**PROBLEM DESCRIPTION:** Write out again, exactly as they stand, the line that includes "let normal = (sweep_center" and all remaining lines of the entries.

Records from a dataset
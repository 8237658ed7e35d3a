//! Player module - the target entity, its lives and respawns.

mod components;
mod lives;
mod plugin;

pub use components::*;
pub use lives::{spawn_player, LifeLost};
pub use plugin::PlayerPlugin;
//! In-memory spatial scene for unit tests.
//!
//! Every collider is a sphere, which keeps overlap, ray, and sweep answers
//! exact and independent of the physics engine.

use bevy::prelude::*;
use bevy_rapier3d::prelude::Group;

use crate::physics::{RayHit, SpatialQuery, SweepHit, MAX_SWEEP_HITS};

#[derive(Debug, Clone)]
pub struct Ball {
    pub entity: Entity,
    pub center: Vec3,
    pub radius: f32,
    pub layer: Group,
}

/// Scene of spheres; insertion order is the overlap query order.
#[derive(Default)]
pub struct SphereScene {
    pub balls: Vec<Ball>,
}

impl SphereScene {
    pub fn new() -> Self {
        Self::default()
    }

    pub fn add(&mut self, id: u32, center: Vec3, radius: f32, layer: Group) -> Entity {
        let entity = Entity::from_raw(id);
        self.balls.push(Ball {
            entity,
            center,
            radius,
            layer,
        });
        entity
    }

    pub fn position(&self, entity: Entity) -> Option<Vec3> {
        self.balls
            .iter()
            .find(|ball| ball.entity == entity)
            .map(|ball| ball.center)
    }
}

/// Distance along a unit ray to the first surface of a sphere, if hit.
fn ray_sphere(origin: Vec3, direction: Vec3, center: Vec3, radius: f32) -> Option<f32> {
    let offset = origin - center;
    let b = offset.dot(direction);
    let c = offset.length_squared() - radius * radius;

    if c <= 0.0 {
        // Starting inside counts as an immediate hit
        return Some(0.0);
    }

    let discriminant = b * b - c;
    if discriminant < 0.0 {
        return None;
    }

    let t = -b - discriminant.sqrt();
    (t >= 0.0).then_some(t)
}

impl SpatialQuery for SphereScene {
    fn overlap_sphere(&self, center: Vec3, radius: f32, layers: Group) -> Vec<Entity> {
        self.balls
            .iter()
            .filter(|ball| layers.intersects(ball.layer))
            .filter(|ball| ball.center.distance(center) <= radius + ball.radius)
            .map(|ball| ball.entity)
            .collect()
    }

    fn raycast(
        &self,
        origin: Vec3,
        direction: Vec3,
        max_distance: f32,
        exclude: Option<Entity>,
    ) -> Option<RayHit> {
        let direction = direction.try_normalize()?;

        self.balls
            .iter()
            .filter(|ball| Some(ball.entity) != exclude)
            .filter_map(|ball| {
                ray_sphere(origin, direction, ball.center, ball.radius)
                    .filter(|distance| *distance <= max_distance)
                    .map(|distance| RayHit {
                        entity: ball.entity,
                        distance,
                    })
            })
            .min_by(|a, b| a.distance.total_cmp(&b.distance))
    }

    fn sweep_sphere(
        &self,
        origin: Vec3,
        radius: f32,
        direction: Vec3,
        distance: f32,
        layers: Group,
    ) -> Vec<SweepHit> {
        let Some(direction) = direction.try_normalize() else {
            return Vec::new();
        };

        let mut hits: Vec<SweepHit> = self
            .balls
            .iter()
            .filter(|ball| layers.intersects(ball.layer))
            .filter_map(|ball| {
                // Sweeping a sphere against a sphere is a ray against the inflated sphere
                let travelled = ray_sphere(origin, direction, ball.center, ball.radius + radius)?;
                if travelled > distance {
                    return None;
                }

                let sweep_center = origin + direction * travelled;
                let normal = (sweep_center - ball.center).normalize_or_zero();

                Some(SweepHit {
                    entity: ball.entity,
                    distance: travelled,
                    point: ball.center + normal * ball.radius,
                    normal,
                })
            })
            .collect();

        hits.sort_by(|a, b| a.distance.total_cmp(&b.distance));
        hits.truncate(MAX_SWEEP_HITS);
        hits
    }
}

**ANSWER:**
                let normal = (sweep_center - ball.center).normalize_or_zero();

                Some(SweepHit {
                    entity: ball.entity,
                    distance: travelled,
                    point: ball.center + normal * ball.radius,
                    normal,
                })
            })
            .collect();

        hits.sort_by(|a, b| a.distance.total_cmp(&b.distance));
        hits.truncate(MAX_SWEEP_HITS);
        hits
    }
}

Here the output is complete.